# Instructions to follow
Your response must be made up of each line in the data below that contains the string "crate".

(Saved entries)
========================
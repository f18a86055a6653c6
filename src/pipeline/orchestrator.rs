// 全ジョブ実行

use rayon::prelude::*;
use tracing::warn;

use crate::pipeline::job_runner::{JobConfig, JobResult, run_job};

/// Run multiple jobs, collecting results in input order.
/// One job failure does NOT prevent other jobs from running.
///
/// Jobs run on a rayon pool with `parallel_workers` threads; 0 uses the
/// global pool. Each job owns its encoder, so nothing mutable is shared.
pub fn run_all_jobs(
    jobs: &[JobConfig],
    parallel_workers: usize,
) -> Vec<crate::error::Result<JobResult>> {
    let run = || -> Vec<crate::error::Result<JobResult>> {
        jobs.par_iter().map(run_job).collect()
    };

    if parallel_workers == 0 {
        return run();
    }

    match rayon::ThreadPoolBuilder::new()
        .num_threads(parallel_workers)
        .build()
    {
        Ok(pool) => pool.install(run),
        Err(e) => {
            warn!("failed to build a {parallel_workers}-thread pool, using the global pool: {e}");
            run()
        }
    }
}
========================
# Task solution
use crate::pipeline::job_runner::{JobConfig, JobResult, run_job};
) -> Vec<crate::error::Result<JobResult>> {
    let run = || -> Vec<crate::error::Result<JobResult>> {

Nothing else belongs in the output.